Je fronçai les sourcils.

« Tyler aussi, contrai-je avec sévérité. Je l'aime, c'est l'homme de ma vie, ça l'a toujours été.

Elle soupira et m'offrit un sourire désolé.

« J'ai mal à la tête, me plaignis-je. Quelle connerie ce truc.

Je bloquai ma vue de mes paumes et laissai mes mains glisser sur mon visage.

« Aro a eu une théorie, tu sais ? Genre ma mère aurait un don, genre transfert de maladie ou exaucement de vœu, j'en sais rien. Elle m'aurait inconsciemment filé la tumeur pendant qu'elle dormait, quand je priai pour qu'elle ne meurt pas.

« Oh, merde, tu penses que c'est vrai ?

« Qui peut le dire ? Mais il se trouve que c'est le même genre de tumeur et le même emplacement... qu'elle a guéri peu de temps avant que mes symptômes commencent, il est possible que j'ai chopé ça au moment même où elle en a guéri. Elle n'a plus eu mal à la tête après ma prière.

« Oh mon dieu...

« Une chance qu'elle le sache pas, ça la tuerait, annonçai-je.

« Elle peut peut-être faire le chemin inverse ? Hasarda Emy.

Je la regardai avec réprobation.

« Tu penses réellement que je sacrifierai ma mère à ma place ?

« C'est ta mère, c'est ce qu'elle voudrait.

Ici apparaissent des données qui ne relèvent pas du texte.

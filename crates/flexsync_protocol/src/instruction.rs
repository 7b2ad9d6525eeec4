//! Replication instructions.
//!
//! An [`Instruction`] is one mutation of the local database expressed in a
//! portable form. The set of instruction kinds is closed: every consumer
//! matches exhaustively, and the numeric [`InstructionType`] codes are part of
//! the changeset format.
//!
//! Instructions fall into three nested groups, exposed as view traits so that
//! generic code does not have to enumerate every kind:
//!
//! - [`TableInstruction`]: everything (names a table)
//! - [`ObjectInstruction`]: names a table and an object
//! - [`PathInstruction`]: names a table, an object, a field and a path

use crate::error::{ProtocolError, ProtocolResult};
use crate::path::Path;
use crate::payload::{CollectionType, Payload, PayloadType, PrimaryKey};
use crate::types::InternString;
use serde::{Deserialize, Serialize};

/// Numeric tag of an instruction kind.
#[derive(Debug, Clone, Copy, PartialEq, Eq, Hash, Serialize, Deserialize)]
#[repr(u8)]
pub enum InstructionType {
    /// [`AddTable`]
    AddTable = 0,
    /// [`EraseTable`]
    EraseTable = 1,
    /// [`AddColumn`]
    AddColumn = 2,
    /// [`EraseColumn`]
    EraseColumn = 3,
    /// [`CreateObject`]
    CreateObject = 4,
    /// [`EraseObject`]
    EraseObject = 5,
    /// [`Update`]
    Update = 6,
    /// [`AddInteger`]
    AddInteger = 7,
    /// [`ArrayInsert`]
    ArrayInsert = 8,
    /// [`ArrayMove`]
    ArrayMove = 9,
    /// [`ArrayErase`]
    ArrayErase = 10,
    /// [`Clear`]
    Clear = 11,
    /// [`SetInsert`]
    SetInsert = 12,
    /// [`SetErase`]
    SetErase = 13,
}

impl InstructionType {
    /// Converts to the numeric code.
    pub fn to_code(self) -> u8 {
        self as u8
    }

    /// Converts from a numeric code.
    pub fn from_code(code: u8) -> Option<Self> {
        Some(match code {
            0 => InstructionType::AddTable,
            1 => InstructionType::EraseTable,
            2 => InstructionType::AddColumn,
            3 => InstructionType::EraseColumn,
            4 => InstructionType::CreateObject,
            5 => InstructionType::EraseObject,
            6 => InstructionType::Update,
            7 => InstructionType::AddInteger,
            8 => InstructionType::ArrayInsert,
            9 => InstructionType::ArrayMove,
            10 => InstructionType::ArrayErase,
            11 => InstructionType::Clear,
            12 => InstructionType::SetInsert,
            13 => InstructionType::SetErase,
            _ => return None,
        })
    }
}

/// Primary key declaration of a top-level table.
#[derive(Debug, Clone, Copy, PartialEq, Eq, Serialize, Deserialize)]
pub struct PrimaryKeySpec {
    /// Primary key column name.
    pub field: InternString,
    /// Primary key type.
    pub pk_type: PayloadType,
    /// Whether null is a valid key.
    pub nullable: bool,
}

/// Kind of table created by [`AddTable`].
#[derive(Debug, Clone, Copy, PartialEq, Eq, Serialize, Deserialize)]
pub enum TableType {
    /// Top-level table with a primary key.
    TopLevel(PrimaryKeySpec),
    /// Table of embedded objects.
    Embedded,
}

/// Creates a table.
#[derive(Debug, Clone, PartialEq, Serialize, Deserialize)]
pub struct AddTable {
    /// Table name.
    pub table: InternString,
    /// Table kind.
    pub table_type: TableType,
    /// Whether objects only flow client to server.
    pub is_asymmetric: bool,
}

/// Removes a table.
#[derive(Debug, Clone, PartialEq, Serialize, Deserialize)]
pub struct EraseTable {
    /// Table name.
    pub table: InternString,
}

/// Adds a column to a table.
#[derive(Debug, Clone, PartialEq, Serialize, Deserialize)]
pub struct AddColumn {
    /// Table name.
    pub table: InternString,
    /// Column name.
    pub field: InternString,
    /// Element type.
    pub value_type: PayloadType,
    /// Whether elements may be null.
    pub nullable: bool,
    /// Column shape.
    pub collection_type: CollectionType,
    /// Key type for dictionaries (`Null` otherwise).
    pub key_type: PayloadType,
    /// Target table of link columns (`NPOS` otherwise).
    pub link_target_table: InternString,
}

/// Removes a column.
#[derive(Debug, Clone, PartialEq, Serialize, Deserialize)]
pub struct EraseColumn {
    /// Table name.
    pub table: InternString,
    /// Column name.
    pub field: InternString,
}

/// Creates an object (idempotent for an existing key).
#[derive(Debug, Clone, PartialEq, Serialize, Deserialize)]
pub struct CreateObject {
    /// Table name.
    pub table: InternString,
    /// Object key.
    pub object: PrimaryKey,
}

/// Removes an object.
#[derive(Debug, Clone, PartialEq, Serialize, Deserialize)]
pub struct EraseObject {
    /// Table name.
    pub table: InternString,
    /// Object key.
    pub object: PrimaryKey,
}

/// Sets a field, list element or dictionary entry.
#[derive(Debug, Clone, PartialEq, Serialize, Deserialize)]
pub struct Update {
    /// Table name.
    pub table: InternString,
    /// Object key.
    pub object: PrimaryKey,
    /// Field name.
    pub field: InternString,
    /// Path below the field.
    pub path: Path,
    /// New value.
    pub value: Payload,
    /// Whether this sets a default value.
    pub is_default: bool,
    /// List size before the update; only meaningful for list element updates.
    pub prior_size: u32,
}

impl Update {
    /// Returns true if this updates a list element.
    pub fn is_array_update(&self) -> bool {
        self.path.last_index().is_some()
    }
}

/// Adds to an integer field.
#[derive(Debug, Clone, PartialEq, Serialize, Deserialize)]
pub struct AddInteger {
    /// Table name.
    pub table: InternString,
    /// Object key.
    pub object: PrimaryKey,
    /// Field name.
    pub field: InternString,
    /// Path below the field.
    pub path: Path,
    /// Amount to add (wrapping).
    pub value: i64,
}

/// Inserts into a list; the last path element is the insertion index.
#[derive(Debug, Clone, PartialEq, Serialize, Deserialize)]
pub struct ArrayInsert {
    /// Table name.
    pub table: InternString,
    /// Object key.
    pub object: PrimaryKey,
    /// Field name.
    pub field: InternString,
    /// Path below the field.
    pub path: Path,
    /// Inserted value.
    pub value: Payload,
    /// List size before the insert.
    pub prior_size: u32,
}

/// Moves a list element; the last path element is the source index.
#[derive(Debug, Clone, PartialEq, Serialize, Deserialize)]
pub struct ArrayMove {
    /// Table name.
    pub table: InternString,
    /// Object key.
    pub object: PrimaryKey,
    /// Field name.
    pub field: InternString,
    /// Path below the field.
    pub path: Path,
    /// Destination index.
    pub ndx_2: u32,
    /// List size before the move.
    pub prior_size: u32,
}

/// Removes a list element; the last path element is the index.
#[derive(Debug, Clone, PartialEq, Serialize, Deserialize)]
pub struct ArrayErase {
    /// Table name.
    pub table: InternString,
    /// Object key.
    pub object: PrimaryKey,
    /// Field name.
    pub field: InternString,
    /// Path below the field.
    pub path: Path,
    /// List size before the erase.
    pub prior_size: u32,
}

/// Empties a collection.
#[derive(Debug, Clone, PartialEq, Serialize, Deserialize)]
pub struct Clear {
    /// Table name.
    pub table: InternString,
    /// Object key.
    pub object: PrimaryKey,
    /// Field name.
    pub field: InternString,
    /// Path below the field.
    pub path: Path,
    /// Shape of the cleared collection.
    pub collection_type: CollectionType,
}

/// Adds a value to a set.
#[derive(Debug, Clone, PartialEq, Serialize, Deserialize)]
pub struct SetInsert {
    /// Table name.
    pub table: InternString,
    /// Object key.
    pub object: PrimaryKey,
    /// Field name.
    pub field: InternString,
    /// Path below the field.
    pub path: Path,
    /// Inserted value.
    pub value: Payload,
}

/// Removes a value from a set.
#[derive(Debug, Clone, PartialEq, Serialize, Deserialize)]
pub struct SetErase {
    /// Table name.
    pub table: InternString,
    /// Object key.
    pub object: PrimaryKey,
    /// Field name.
    pub field: InternString,
    /// Path below the field.
    pub path: Path,
    /// Removed value.
    pub value: Payload,
}

/// One replication instruction.
#[derive(Debug, Clone, PartialEq, Serialize, Deserialize)]
pub enum Instruction {
    /// Create a table.
    AddTable(AddTable),
    /// Remove a table.
    EraseTable(EraseTable),
    /// Add a column.
    AddColumn(AddColumn),
    /// Remove a column.
    EraseColumn(EraseColumn),
    /// Create an object.
    CreateObject(CreateObject),
    /// Remove an object.
    EraseObject(EraseObject),
    /// Set a value.
    Update(Update),
    /// Add to an integer.
    AddInteger(AddInteger),
    /// Insert into a list.
    ArrayInsert(ArrayInsert),
    /// Move within a list.
    ArrayMove(ArrayMove),
    /// Remove from a list.
    ArrayErase(ArrayErase),
    /// Empty a collection.
    Clear(Clear),
    /// Add to a set.
    SetInsert(SetInsert),
    /// Remove from a set.
    SetErase(SetErase),
}

/// Anything that names a table. Every instruction is one.
pub trait TableInstruction {
    /// The table this instruction targets.
    fn table(&self) -> InternString;
}

/// Instructions that name a table and an object.
pub trait ObjectInstruction: TableInstruction {
    /// The object this instruction targets.
    fn object(&self) -> &PrimaryKey;
}

/// Instructions that address a field and a path below it.
pub trait PathInstruction: ObjectInstruction {
    /// The field.
    fn field(&self) -> InternString;
    /// The path below the field.
    fn path(&self) -> &Path;
    /// Mutable access to the path.
    fn path_mut(&mut self) -> &mut Path;
}
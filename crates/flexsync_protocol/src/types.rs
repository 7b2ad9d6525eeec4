//! Primitive value types shared by instructions, payloads and storage.

use rand::Rng;
use serde::{Deserialize, Serialize};
use std::fmt;
use std::str::FromStr;
use std::sync::atomic::{AtomicU32, Ordering};
use std::sync::OnceLock;
use std::time::{SystemTime, UNIX_EPOCH};

/// An interned string: an index into a changeset's intern table.
#[derive(Debug, Clone, Copy, PartialEq, Eq, PartialOrd, Ord, Hash, Serialize, Deserialize)]
pub struct InternString(pub u32);

impl InternString {
    /// Sentinel for "no string".
    pub const NPOS: InternString = InternString(u32::MAX);

    /// Returns true if this is not the sentinel value.
    pub fn is_valid(&self) -> bool {
        *self != Self::NPOS
    }
}

/// A range of bytes inside a changeset's string buffer.
#[derive(Debug, Clone, Copy, PartialEq, Eq, Hash, Serialize, Deserialize)]
pub struct StringBufferRange {
    /// Byte offset into the buffer.
    pub offset: u32,
    /// Length in bytes.
    pub size: u32,
}

/// Server-assigned object identity for tables without a primary key.
#[derive(Debug, Clone, Copy, PartialEq, Eq, PartialOrd, Ord, Hash, Serialize, Deserialize)]
pub struct GlobalKey {
    /// High 64 bits.
    pub hi: u64,
    /// Low 64 bits.
    pub lo: u64,
}

impl GlobalKey {
    /// Creates a global key from its two halves.
    pub fn new(hi: u64, lo: u64) -> Self {
        Self { hi, lo }
    }
}

impl fmt::Display for GlobalKey {
    fn fmt(&self, f: &mut fmt::Formatter<'_>) -> fmt::Result {
        write!(f, "{{{:04x}-{:04x}}}", self.hi, self.lo)
    }
}

/// A 12-byte object identifier (4 bytes of seconds, 5 random bytes, 3 bytes of counter).
#[derive(Debug, Clone, Copy, PartialEq, Eq, PartialOrd, Ord, Hash, Serialize, Deserialize)]
pub struct ObjectId(pub [u8; 12]);

fn object_id_seed() -> &'static ([u8; 5], AtomicU32) {
    static SEED: OnceLock<([u8; 5], AtomicU32)> = OnceLock::new();
    SEED.get_or_init(|| {
        let mut rng = rand::thread_rng();
        let random: [u8; 5] = rng.gen();
        (random, AtomicU32::new(rng.gen::<u32>() & 0x00FF_FFFF))
    })
}

impl ObjectId {
    /// Generates a new, process-unique object id.
    pub fn generate() -> Self {
        let (random, counter) = object_id_seed();
        let secs = SystemTime::now()
            .duration_since(UNIX_EPOCH)
            .unwrap_or_default()
            .as_secs() as u32;
        let count = counter.fetch_add(1, Ordering::Relaxed) & 0x00FF_FFFF;

        let mut bytes = [0u8; 12];
        bytes[..4].copy_from_slice(&secs.to_be_bytes());
        bytes[4..9].copy_from_slice(random);
        bytes[9..].copy_from_slice(&count.to_be_bytes()[1..]);
        Self(bytes)
    }

    /// Returns the raw bytes.
    pub fn as_bytes(&self) -> &[u8; 12] {
        &self.0
    }
}

impl fmt::Display for ObjectId {
    fn fmt(&self, f: &mut fmt::Formatter<'_>) -> fmt::Result {
        for b in &self.0 {
            write!(f, "{b:02x}")?;
        }
        Ok(())
    }
}

impl FromStr for ObjectId {
    type Err = String;

    fn from_str(s: &str) -> Result<Self, Self::Err> {
        if s.len() != 24 || !s.is_ascii() {
            return Err(format!("invalid ObjectId string: {s:?}"));
        }
        let mut bytes = [0u8; 12];
        for (i, byte) in bytes.iter_mut().enumerate() {
            *byte = u8::from_str_radix(&s[i * 2..i * 2 + 2], 16)
                .map_err(|_| format!("invalid ObjectId string: {s:?}"))?;
        }
        Ok(Self(bytes))
    }
}

/// A point in time with nanosecond resolution.
#[derive(Debug, Clone, Copy, PartialEq, Eq, PartialOrd, Ord, Hash, Default, Serialize, Deserialize)]
pub struct Timestamp {
    /// Seconds since the Unix epoch.
    pub seconds: i64,
    /// Nanoseconds within the second.
    pub nanoseconds: i32,
}

impl Timestamp {
    /// Creates a timestamp.
    pub fn new(seconds: i64, nanoseconds: i32) -> Self {
        Self {
            seconds,
            nanoseconds,
        }
    }

    /// Returns the current wall-clock time.
    pub fn now() -> Self {
        let elapsed = SystemTime::now()
            .duration_since(UNIX_EPOCH)
            .unwrap_or_default();
        Self {
            seconds: elapsed.as_secs() as i64,
            nanoseconds: elapsed.subsec_nanos() as i32,
        }
    }
}

/// A 128-bit IEEE 754 decimal, carried as raw bits.
#[derive(Debug, Clone, Copy, PartialEq, Eq, Hash, Default, Serialize, Deserialize)]
pub struct Decimal128 {
    /// Low 64 bits.
    pub low: u64,
    /// High 64 bits.
    pub high: u64,
}

impl Decimal128 {
    /// Creates a decimal from its raw bits.
    pub fn from_bits(low: u64, high: u64) -> Self {
        Self { low, high }
    }
}

#[cfg(test)]
mod tests {
    use super::*;

    #[test]
    fn object_id_generate_is_unique_and_parses_back() {
        let a = ObjectId::generate();
        let b = ObjectId::generate();
        assert_ne!(a, b);

        let parsed: ObjectId = a.to_string().parse().unwrap();
        assert_eq!(parsed, a);
        assert!("zz".parse::<ObjectId>().is_err());
    }

    #[test]
    fn timestamps_order_by_seconds_then_nanos() {
        assert!(Timestamp::new(1, 500) < Timestamp::new(2, 0));
        assert!(Timestamp::new(2, 0) < Timestamp::new(2, 1));
    }

    #[test]
    fn intern_string_sentinel() {
        assert!(!InternString::NPOS.is_valid());
        assert!(InternString(0).is_valid());
    }
}
//! Error types for the protocol crate.

use thiserror::Error;

/// Result type for protocol operations.
pub type ProtocolResult<T> = Result<T, ProtocolError>;

/// Errors raised while building, encoding or decoding protocol data.
#[derive(Error, Debug, Clone, PartialEq, Eq)]
pub enum ProtocolError {
    /// Failed to encode a value to CBOR.
    #[error("encoding failed: {message}")]
    EncodingFailed {
        /// Description of the encoding error.
        message: String,
    },

    /// Failed to decode CBOR bytes.
    #[error("decoding failed: {message}")]
    DecodingFailed {
        /// Description of the decoding error.
        message: String,
    },

    /// An interned string index is not present in the changeset.
    #[error("unknown interned string {0}")]
    UnknownInternString(u32),

    /// A string buffer range lies outside the changeset's buffer.
    #[error("string range {offset}+{size} exceeds buffer of {buffer_len} bytes")]
    BadStringRange {
        /// Range offset.
        offset: u32,
        /// Range size.
        size: u32,
        /// Length of the buffer.
        buffer_len: usize,
    },

    /// A string range does not hold valid UTF-8.
    #[error("string range does not contain valid UTF-8")]
    InvalidUtf8,

    /// An instruction slot position is past its end.
    #[error("slot position {pos} out of range for {size} instructions")]
    SlotPositionOutOfRange {
        /// Requested position.
        pos: usize,
        /// Number of instructions in the slot.
        size: usize,
    },
}

impl ProtocolError {
    /// Creates an encoding error.
    pub fn encoding_failed(message: impl Into<String>) -> Self {
        Self::EncodingFailed {
            message: message.into(),
        }
    }

    /// Creates a decoding error.
    pub fn decoding_failed(message: impl Into<String>) -> Self {
        Self::DecodingFailed {
            message: message.into(),
        }
    }
}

« Je n'ai pas peur de mourir, lui confiai-je. J'ai accepté les choses, ça ne me fait pas peur. Si les vampires existent, peut-être qu'il y a un au-delà ou peut-être que je deviendrai un fantôme et je retrouverai Mallory... et mon père. Et s'il n'y a rien, je n'aurais de toute façon aucune occasion d'être peinée. Je suis seulement désolée que ce soit difficile pour ceux qui restent.

« Tu devrais te faire transformée, tu nous éviterais ça.

« Stop, Emy, je t'en prie, c'est mon choix, respecte-le.

Elle soupira.

« Très bien, abandonna-t-elle, amère. J'espère alors qu'il n'y aura rien derrière.

Piquée, je détournai le regard.

« Parce que s'il y avait autre chose derrière, tu pourrais nous voir, se justifia-t-elle. Tu assisteras à ce qu'il se passera et tu le regretteras probablement.

Oh, j'avais cru que c'était de la mesquinerie.

« Je suis désolée, l'idée même de tuer quelqu'un, aussi méchant soit-il, je ne le supporterai pas. Vous n'avez pas eu le choix, je ne peux pas vous en vouloir pour ça, mais moi, je l'ai ce choix.